“Most people just tell me to get over it, as if it’s that easy,” said Sashana, a recent college grad. She hates when coworkers bring their dogs to work. “No one bothers to ask if anyone’s bothered by it.”
Sashana is black, and I asked her if she believed the commonly held stereotype that African Americans are more afraid of dogs than white people. “I wish that were true,” she replied, “because then I could go over to more of my friends’ houses.”
But sociologist Elijah Anderson did find some evidence of racial differences, at least among working-class whites and blacks. In his book Streetwise, about a diverse urban neighborhood in Philadelphia, he noticed that “many working-class blacks are easily intimidated by strange dogs, either on or off the leash.” He found that “as a general rule, when blacks encounter whites with dogs in tow, they tense up and give them a wide berth, watching them closely.”
Kevin Chapman, a clinical psychologist at the University of Louisville, noticed the same anxious behavior among many African Americans that Anderson found. Chapman also discovered that nobody had explicitly investigated the incidence of cynophobia in African American populations. So in 2008, he and several colleagues conducted the first of two studies looking at the prevalence of specific fears across racial groups.
Compared to non-Hispanic whites, they found that “African Americans in particular may endorse more fears and have higher rates of specific phobias” — particularly, of strange dogs. When we spoke, Chapman offered two possible reasons. First, many dogs in low-income urban areas are trained to be what he calls “you-better-stay-away-from-our-property” guards. Being wary of those dogs makes sense — many of them are scary. In addition, Chapman told me, there’s “the historical notion of what dogs have represented for black folks in America.” In the antebellum South, dogs were frequently used to capture escaped slaves (often by brutally mauling them), and during the civil rights era police dogs often attacked African Americans during marches or gatherings.
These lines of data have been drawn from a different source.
use axum::{
    Json, Router,
    extract::{Path, Query, State, rejection::JsonRejection},
    http::StatusCode,
    routing::{get, put},
};

use crate::{
    dto::orders::{CreateOrderRequest, DeletedOrder, OrderList, UpdateOrderStatusRequest},
    error::{AppError, AppResult, ErrorBody},
    models::{Order, OrderStatistics},
    response::ApiResponse,
    routes::params::{Pagination, parse_order_id},
    services::order_service,
    state::AppState,
};

pub fn router() -> Router<AppState> {
    Router::new()
        .route("/orders", get(list_orders).post(create_order))
        .route("/orders/stats", get(get_statistics))
        .route("/orders/customer/{customer_id}", get(list_orders_by_customer))
        .route("/orders/{id}", get(get_order).delete(delete_order))
        .route("/orders/{id}/status", put(update_order_status))
}

fn invalid_body(rejection: JsonRejection) -> AppError {
    AppError::validation(format!("Invalid request body: {}", rejection.body_text()))
}

#[utoipa::path(
    post,
    path = "/api/v1/orders",
    request_body = CreateOrderRequest,
    responses(
        (status = 201, description = "Order created", body = ApiResponse<Order>),
        (status = 400, description = "Invalid order", body = ErrorBody),
    ),
    tag = "Orders"
)]
pub async fn create_order(
    State(state): State<AppState>,
    payload: Result<Json<CreateOrderRequest>, JsonRejection>,
) -> AppResult<(StatusCode, Json<ApiResponse<Order>>)> {
    let Json(payload) = payload.map_err(invalid_body)?;
    let resp = order_service::create_order(&state, payload).await?;
    Ok((StatusCode::CREATED, Json(resp)))
}

#[utoipa::path(
    get,
    path = "/api/v1/orders",
    params(Pagination),
    responses(
        (status = 200, description = "Page of orders, newest first", body = ApiResponse<OrderList>),
        (status = 500, description = "Internal Server Error", body = ErrorBody),
    ),
    tag = "Orders"
)]
pub async fn list_orders(
    State(state): State<AppState>,
    Query(pagination): Query<Pagination>,
) -> AppResult<Json<ApiResponse<OrderList>>> {
    let resp = order_service::list_orders(&state, pagination).await?;
    Ok(Json(resp))
}

#[utoipa::path(
    get,
    path = "/api/v1/orders/{id}",
    params(
        ("id" = uuid::Uuid, Path, description = "Order ID")
    ),
    responses(
        (status = 200, description = "Order with items", body = ApiResponse<Order>),
        (status = 400, description = "Malformed order id", body = ErrorBody),
        (status = 404, description = "Not Found", body = ErrorBody),
    ),
    tag = "Orders"
)]
pub async fn get_order(
    State(state): State<AppState>,
    Path(id): Path<String>,
) -> AppResult<Json<ApiResponse<Order>>> {
    let id = parse_order_id(&id)?;
    let resp = order_service::get_order(&state, id).await?;
    Ok(Json(resp))
}

#[utoipa::path(
    get,
    path = "/api/v1/orders/customer/{customer_id}",
    params(
        ("customer_id" = String, Path, description = "Customer ID")
    ),
    responses(
        (status = 200, description = "Orders of the customer, newest first", body = ApiResponse<OrderList>),
        (status = 400, description = "Missing customer id", body = ErrorBody),
    ),
    tag = "Orders"
)]
pub async fn list_orders_by_customer(
    State(state): State<AppState>,
    Path(customer_id): Path<String>,
) -> AppResult<Json<ApiResponse<OrderList>>> {
    let resp = order_service::list_orders_by_customer(&state, &customer_id).await?;
    Ok(Json(resp))
}

#[utoipa::path(
    put,
    path = "/api/v1/orders/{id}/status",
    params(
        ("id" = uuid::Uuid, Path, description = "Order ID")
    ),
    request_body = UpdateOrderStatusRequest,
    responses(
        (status = 200, description = "Update order status", body = ApiResponse<Order>),
        (status = 400, description = "Invalid status", body = ErrorBody),
        (status = 404, description = "Not Found", body = ErrorBody),
    ),
    tag = "Orders"
)]
pub async fn update_order_status(
    State(state): State<AppState>,
    Path(id): Path<String>,
    payload: Result<Json<UpdateOrderStatusRequest>, JsonRejection>,
) -> AppResult<Json<ApiResponse<Order>>> {
    let id = parse_order_id(&id)?;
    let Json(payload) = payload.map_err(invalid_body)?;
    let resp = order_service::update_order_status(&state, id, payload).await?;
    Ok(Json(resp))
}

#[utoipa::path(
    delete,
    path = "/api/v1/orders/{id}",
    params(
        ("id" = uuid::Uuid, Path, description = "Order ID")
    ),
    responses(
        (status = 200, description = "Order and its items deleted", body = ApiResponse<DeletedOrder>),
        (status = 404, description = "Not Found", body = ErrorBody),
    ),
    tag = "Orders"
)]
pub async fn delete_order(
    State(state): State<AppState>,
    Path(id): Path<String>,
) -> AppResult<Json<ApiResponse<DeletedOrder>>> {
    let id = parse_order_id(&id)?;
    let resp = order_service::delete_order(&state, id).await?;
    Ok(Json(resp))
}

#[utoipa::path(
    get,
    path = "/api/v1/orders/stats",
    responses(
        (status = 200, description = "Order counts per status and delivered revenue", body = ApiResponse<OrderStatistics>),
        (status = 500, description = "Internal Server Error", body = ErrorBody),
    ),
    tag = "Orders"
)]
pub async fn get_statistics(
    State(state): State<AppState>,
) -> AppResult<Json<ApiResponse<OrderStatistics>>> {
    let resp = order_service::get_statistics(&state).await?;
    Ok(Json(resp))
}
As Chapman and his colleagues wrote in their 2011 study, many African Americans were psychologically conditioned to fear dogs when the animals were used as tools of racial hostility toward the black community. That conditioned fear is transmittable through families, he explained, and has contributed hugely to a community-wide fear of canines.
But though it seems that African American history has fostered a fear of dogs among some blacks, cynophobia mostly affects people who are conditioned to fear dogs and are predisposed to anxiety. When coupled, Chapman explained, environmental conditioning and genetic predisposition are “powerful enough to make someone develop a significant or substantial clinical fear of anything.” And people who are that afraid — who have what Chapman calls “a legit phobia of dogs” — don’t discriminate between canines, regardless of how their fear is conditioned.